The band Tesseract brings a well done progressive metal/ambient style to the table with their release “Altered State”.
With their funky instrumentation and ambient intertwining of vocals and airy guitar, they remind the listener of a sound not far off from Periphery or Substructure. Although Tesseract is in the ball park of these bands, they still separate themselves from the pack. The most notable aspect of this record would be the vocals. The constantly harmonized and heavily reverberated melodies delve the listener into the immerse sound that Tesseract constantly drives throughout the album.
Although the album is lengthy, it lets the listener fully drown themselves in the surrounding style of the album. With creative mixes of distorted breakdowns with cleaned up and delayed leads, the band proves its originality with their carefully constructed songs like “Singularity”. This song adequately ravels the album into one as well as creates its own place among the other songs. It keeps the album flowing into the closer “Embers” which leaves the listener satisfied and itching to restart the journey again.
This album has a solidified style that even pokes out from the rest of this genre, but lacks in one category. With this type of sound, bands like Periphery and Substructure deliver enormously in the aspects of heaviness and off time instrument breaks. But with Tesseract, they seem to fall short of the all too anticipated mind blowing instrumentation. The instruments act as a perfect support to the vocals, but when the melodies stop, so does the immersion and excitement. Each instrument break leaves the listener almost waiting until the vocals come up again. The band definitely makes a good effort towards recreating these important parts of the songs, but doesn’t deliver as hard as other bands. What Tesseract does best is their creation of ambiance and immersion with only a few guitar tracks and effects. This aspect makes up for their lack of instrumental entertainment.

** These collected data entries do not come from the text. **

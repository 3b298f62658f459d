//! Commonizer configuration.

/// Feature flags for a commonization run.
///
/// The default enables every fallback strategy.
#[derive(Copy, Clone, Debug, PartialEq, Eq)]
#[cfg_attr(
    feature = "serde",
    derive(serde::Serialize, serde::Deserialize),
    serde(default)
)]
pub struct CommonizerSettings {
    /// Replace a type alias with a classifier from its underlying-type chain.
    pub forward_substitution: bool,
    /// Replace a classifier with a parameterless alias that stands for it.
    pub backward_substitution: bool,
    /// Unify width-specific integer families into width-agnostic ones using
    /// each target's pointer width.
    pub platform_integers: bool,
    /// Widen differing numeric primitives to the widest of them and mark the
    /// declaration as depending on an unsafe number.
    pub optimistic_numbers: bool,
}

impl Default for CommonizerSettings {
    fn default() -> Self {
        Self {
            forward_substitution: true,
            backward_substitution: true,
            platform_integers: true,
            optimistic_numbers: true,
        }
    }
}

impl CommonizerSettings {
    /// Every fallback disabled: only literally equal classifiers unify.
    pub fn strict() -> Self {
        Self {
            forward_substitution: false,
            backward_substitution: false,
            platform_integers: false,
            optimistic_numbers: false,
        }
    }

    #[must_use]
    pub fn with_forward_substitution(mut self, enabled: bool) -> Self {
        self.forward_substitution = enabled;
        self
    }

    #[must_use]
    pub fn with_backward_substitution(mut self, enabled: bool) -> Self {
        self.backward_substitution = enabled;
        self
    }

    #[must_use]
    pub fn with_platform_integers(mut self, enabled: bool) -> Self {
        self.platform_integers = enabled;
        self
    }

    #[must_use]
    pub fn with_optimistic_numbers(mut self, enabled: bool) -> Self {
        self.optimistic_numbers = enabled;
        self
    }

    /// Whether any substitution direction is enabled.
    #[inline]
    pub fn substitution_enabled(&self) -> bool {
        self.forward_substitution || self.backward_substitution
    }
}

#[cfg(test)]
mod tests {
    use super::*;

    #[test]
    fn default_enables_everything() {
        let settings = CommonizerSettings::default();
        assert!(settings.forward_substitution);
        assert!(settings.backward_substitution);
        assert!(settings.platform_integers);
        assert!(settings.optimistic_numbers);
    }

    #[test]
    fn builders_toggle_single_flags() {
        let settings = CommonizerSettings::strict()
            .with_backward_substitution(true)
            .with_optimistic_numbers(true);
        assert!(!settings.forward_substitution);
        assert!(settings.backward_substitution);
        assert!(!settings.platform_integers);
        assert!(settings.optimistic_numbers);
        assert!(settings.substitution_enabled());
        assert!(!CommonizerSettings::strict().substitution_enabled());
    }
}
//! Classifier resolution.
//!
//! The commonizer never looks declarations up by itself; it asks a
//! [`ClassifierResolver`] whether an id names a class or a type alias and what
//! it looks like. One resolver exists per target plus one for the shared,
//! already-commonized dependencies.
//!
//! # Design
//!
//! - Read-only after construction: resolvers are shared by every commonizer
//!   invocation of a run.
//! - Reverse alias index: backward substitution needs "which aliases stand for
//!   this classifier", answered in O(1) by [`ClassifierResolver::type_aliases_of`].

use rustc_hash::FxHashMap;

use crate::{
    ClassKind, ClassTree, ClassType, ClassifierType, EntityId, Name, PackageName, TargetTree,
    Variance,
};

/// What a resolver knows about a classifier.
#[derive(Clone, Debug, PartialEq, Eq)]
pub enum ProvidedClassifier {
    Class(ProvidedClass),
    TypeAlias(ProvidedTypeAlias),
}

impl ProvidedClassifier {
    pub fn type_parameters(&self) -> &[Variance] {
        match self {
            ProvidedClassifier::Class(class) => &class.type_parameters,
            ProvidedClassifier::TypeAlias(alias) => &alias.type_parameters,
        }
    }
}

#[derive(Clone, Debug, PartialEq, Eq)]
pub struct ProvidedClass {
    pub kind: ClassKind,
    /// Declared variance of each type parameter, by position.
    pub type_parameters: Vec<Variance>,
    pub supertypes: Vec<ClassType>,
}

#[derive(Clone, Debug, PartialEq, Eq)]
pub struct ProvidedTypeAlias {
    /// Declared variance of each type parameter, by position.
    pub type_parameters: Vec<Variance>,
    pub underlying: ClassifierType,
}

/// Read-only classifier lookup service.
pub trait ClassifierResolver {
    /// Resolve a class or type alias by id.
    fn classifier(&self, id: &EntityId) -> Option<&ProvidedClassifier>;

    /// Ids of the aliases whose underlying type references `id` directly.
    fn type_aliases_of(&self, id: &EntityId) -> &[EntityId];

    /// Resolve a class, ignoring aliases.
    fn class(&self, id: &EntityId) -> Option<&ProvidedClass> {
        match self.classifier(id)? {
            ProvidedClassifier::Class(class) => Some(class),
            ProvidedClassifier::TypeAlias(_) => None,
        }
    }

    /// Resolve a type alias, ignoring classes.
    fn type_alias(&self, id: &EntityId) -> Option<&ProvidedTypeAlias> {
        match self.classifier(id)? {
            ProvidedClassifier::TypeAlias(alias) => Some(alias),
            ProvidedClassifier::Class(_) => None,
        }
    }
}

/// Map-backed [`ClassifierResolver`].
#[derive(Clone, Debug, Default)]
pub struct ClassifierIndex {
    classifiers: FxHashMap<EntityId, ProvidedClassifier>,
    /// Underlying classifier id -> aliases of it, in insertion order.
    aliases_by_underlying: FxHashMap<EntityId, Vec<EntityId>>,
}

impl ClassifierIndex {
    pub fn new() -> Self {
        Self::default()
    }

    pub fn insert_class(&mut self, id: EntityId, class: ProvidedClass) {
        self.classifiers.insert(id, ProvidedClassifier::Class(class));
    }

    pub fn insert_type_alias(&mut self, id: EntityId, alias: ProvidedTypeAlias) {
        let underlying_id = alias.underlying.classifier_id().clone();
        let aliases = self.aliases_by_underlying.entry(underlying_id).or_default();
        if !aliases.contains(&id) {
            aliases.push(id.clone());
        }
        self.classifiers.insert(id, ProvidedClassifier::TypeAlias(alias));
    }

    /// Index every class and type alias declared in a target's tree.
    pub fn index_tree(&mut self, tree: &TargetTree) {
        for module in &tree.modules {
            for package in &module.packages {
                let package_name = &package.package.name;
                for class in &package.classes {
                    self.index_class(package_name, &[], class);
                }
                for alias in &package.type_aliases {
                    self.insert_type_alias(
                        EntityId::top_level(package_name.clone(), alias.name),
                        ProvidedTypeAlias {
                            type_parameters: alias
                                .type_parameters
                                .iter()
                                .map(|param| param.variance)
                                .collect(),
                            underlying: alias.underlying_type.clone(),
                        },
                    );
                }
            }
        }
    }

    fn index_class(&mut self, package: &PackageName, outer: &[Name], tree: &ClassTree) {
        let mut relative = outer.to_vec();
        relative.push(tree.class.name);

        self.insert_class(
            EntityId::new(package.clone(), &relative),
            ProvidedClass {
                kind: tree.class.kind,
                type_parameters: tree
                    .class
                    .type_parameters
                    .iter()
                    .map(|param| param.variance)
                    .collect(),
                supertypes: tree.class.supertypes.clone(),
            },
        );

        for nested in &tree.classes {
            self.index_class(package, &relative, nested);
        }
    }

    pub fn len(&self) -> usize {
        self.classifiers.len()
    }

    pub fn is_empty(&self) -> bool {
        self.classifiers.is_empty()
    }
}

impl ClassifierResolver for ClassifierIndex {
    fn classifier(&self, id: &EntityId) -> Option<&ProvidedClassifier> {
        self.classifiers.get(id)
    }

    fn type_aliases_of(&self, id: &EntityId) -> &[EntityId] {
        self.aliases_by_underlying
            .get(id)
            .map(Vec::as_slice)
            .unwrap_or_default()
    }
}

#[cfg(test)]
mod tests;
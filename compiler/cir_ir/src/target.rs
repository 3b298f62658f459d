//! Commonization targets.

use std::fmt;

/// Native pointer width of a target platform.
#[derive(Copy, Clone, Debug, PartialEq, Eq, Hash)]
#[cfg_attr(feature = "serde", derive(serde::Serialize, serde::Deserialize))]
pub enum PointerWidth {
    Bits32,
    Bits64,
}

/// One platform build output being unified.
///
/// Position in the target list is significant: every per-target list the
/// commonizer sees is ordered the same way.
#[derive(Clone, Debug, PartialEq, Eq, Hash)]
#[cfg_attr(feature = "serde", derive(serde::Serialize, serde::Deserialize))]
pub struct Target {
    pub name: String,
    /// `None` when unknown; such a target never takes part in
    /// platform-width integer unification.
    pub pointer_width: Option<PointerWidth>,
}

impl Target {
    pub fn new(name: impl Into<String>, pointer_width: Option<PointerWidth>) -> Self {
        Self {
            name: name.into(),
            pointer_width,
        }
    }
}

impl fmt::Display for Target {
    fn fmt(&self, f: &mut fmt::Formatter<'_>) -> fmt::Result {
        f.write_str(&self.name)
    }
}
//! The incremental fold with an explicit lifecycle.

use super::Commonizer;
use crate::CommonizerError;

/// Lifecycle of a [`StandardCommonizer`].
#[derive(Copy, Clone, Debug, PartialEq, Eq)]
pub enum CommonizerState {
    /// No value seen yet.
    Empty,
    /// At least one value seen, all mutually commonizable.
    Accumulating,
    /// A mismatch was seen. Terminal.
    Failed,
}

/// Per-kind merge logic driven by [`StandardCommonizer`].
pub trait Accumulator<T: ?Sized> {
    type Output;

    /// Name used in contract-violation errors.
    const NAME: &'static str;

    /// Seed from the first value. `false` fails the fold immediately.
    fn initialize(&mut self, first: &T) -> bool;

    /// Merge a subsequent value. `false` fails the fold.
    fn combine(&mut self, next: &T) -> bool;

    /// Current merged value; `None` only if never initialized.
    fn output(&self) -> Option<Self::Output>;
}

/// Incremental commonizer over an [`Accumulator`].
#[derive(Clone, Debug)]
pub struct StandardCommonizer<A> {
    state: CommonizerState,
    accumulator: A,
}

impl<A> StandardCommonizer<A> {
    pub fn new(accumulator: A) -> Self {
        Self {
            state: CommonizerState::Empty,
            accumulator,
        }
    }

    #[inline]
    pub fn state(&self) -> CommonizerState {
        self.state
    }
}

impl<A: Default> Default for StandardCommonizer<A> {
    fn default() -> Self {
        Self::new(A::default())
    }
}

impl<T: ?Sized, A: Accumulator<T>> Commonizer<T, A::Output> for StandardCommonizer<A> {
    fn commonize_with(&mut self, next: &T) -> bool {
        let merged = match self.state {
            CommonizerState::Failed => return false,
            CommonizerState::Empty => self.accumulator.initialize(next),
            CommonizerState::Accumulating => self.accumulator.combine(next),
        };
        self.state = if merged {
            CommonizerState::Accumulating
        } else {
            CommonizerState::Failed
        };
        merged
    }

    fn result(&self) -> Result<A::Output, CommonizerError> {
        let reason = match self.state {
            CommonizerState::Accumulating => {
                return self
                    .accumulator
                    .output()
                    .ok_or(CommonizerError::IllegalState {
                        commonizer: A::NAME,
                        reason: "accumulator holds no value",
                    });
            }
            CommonizerState::Empty => "result read before any value",
            CommonizerState::Failed => "result read after failure",
        };
        Err(CommonizerError::IllegalState {
            commonizer: A::NAME,
            reason,
        })
    }
}
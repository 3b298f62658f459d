//! Commonizer errors.
//!
//! Only contract violations are errors. A legitimate cross-target mismatch is
//! never an error: it is `Ok(None)` ("stays platform-specific").

/// A bug in the commonizer or its driver.
///
/// Aborts the enclosing commonization run; callers must not translate it into
/// an absent result.
#[derive(Clone, Debug, PartialEq, Eq, thiserror::Error)]
pub enum CommonizerError {
    /// A stateful commonizer was used outside its contract, e.g. its result
    /// was read before any value was folded in or after it failed.
    #[error("illegal commonizer state in {commonizer}: {reason}")]
    IllegalState {
        commonizer: &'static str,
        reason: &'static str,
    },

    /// A value-parameter-name patch was applied to a node twice.
    #[error("value parameter names of node {node} were already patched")]
    PatchAlreadyApplied { node: u32 },

    /// The driver supplied no targets.
    #[error("nothing to commonize: no targets supplied")]
    NoTargets,

    /// A per-target input list does not line up with the target list.
    #[error("expected {expected} per-target {what}, found {found}")]
    TargetCountMismatch {
        what: &'static str,
        expected: usize,
        found: usize,
    },
}

/// Outcome of one commonization: `Ok(None)` means "no common projection".
pub type CommonizeResult<T> = Result<Option<T>, CommonizerError>;
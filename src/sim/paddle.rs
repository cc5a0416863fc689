//! The player's paddle
//!
//! Horizontal-only movement in fixed steps, saturating at the arena edges.
//! Shrink/unshrink are exposed capabilities with no automatic trigger in
//! the engine; they are reserved for power-up style extensions.

use serde::{Deserialize, Serialize};

use crate::consts::*;

/// The paddle entity
#[derive(Debug, Clone, Copy, Serialize, Deserialize)]
pub struct Paddle {
    /// Left edge x-coordinate; invariant 0 ≤ x ≤ ARENA_WIDTH − width
    pub x: f32,
    pub width: f32,
    pub height: f32,
}

impl Default for Paddle {
    fn default() -> Self {
        Self {
            x: ARENA_WIDTH / 2.0 - PADDLE_WIDTH / 2.0,
            width: PADDLE_WIDTH,
            height: PADDLE_HEIGHT,
        }
    }
}

impl Paddle {
    /// Horizontal center of the paddle
    pub fn center(&self) -> f32 {
        self.x + self.width / 2.0
    }

    /// Step left, saturating at the left wall
    pub fn move_left(&mut self) {
        self.x = (self.x - PADDLE_STEP).max(0.0);
    }

    /// Step right, saturating at the right wall
    pub fn move_right(&mut self) {
        self.x = (self.x + PADDLE_STEP).min(ARENA_WIDTH - self.width);
    }

    /// Reduce to the shrunk width, if not already there
    pub fn shrink(&mut self) {
        if self.width > PADDLE_WIDTH_SHRUNK {
            self.width = PADDLE_WIDTH_SHRUNK;
        }
    }

    /// Restore the default width, if shrunk. Re-clamps the position so the
    /// wider paddle stays inside the arena.
    pub fn unshrink(&mut self) {
        if self.width < PADDLE_WIDTH {
            self.width = PADDLE_WIDTH;
            self.x = self.x.min(ARENA_WIDTH - self.width);
        }
    }
}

Overall this album should fall into the same category as Periphery, but not stay attached to that band. They diversify themselves well enough and with a certain style that keeps them interesting without being unoriginal. Whether the lyrics are of a concept or not, it takes the listener through an aural journey, a rarity among a world of monotonous breakdowns and monotone vocals. This album expresses many emotions and keeps the listener entranced in an almost hypnotic state. These qualities are what differentiate a great album from a revolutionary album. With a future ahead of them, if Tesseract can master their instrumentation then they can master the genre itself. Even with its flaws, this is the type of album that expresses what music really is — an art form.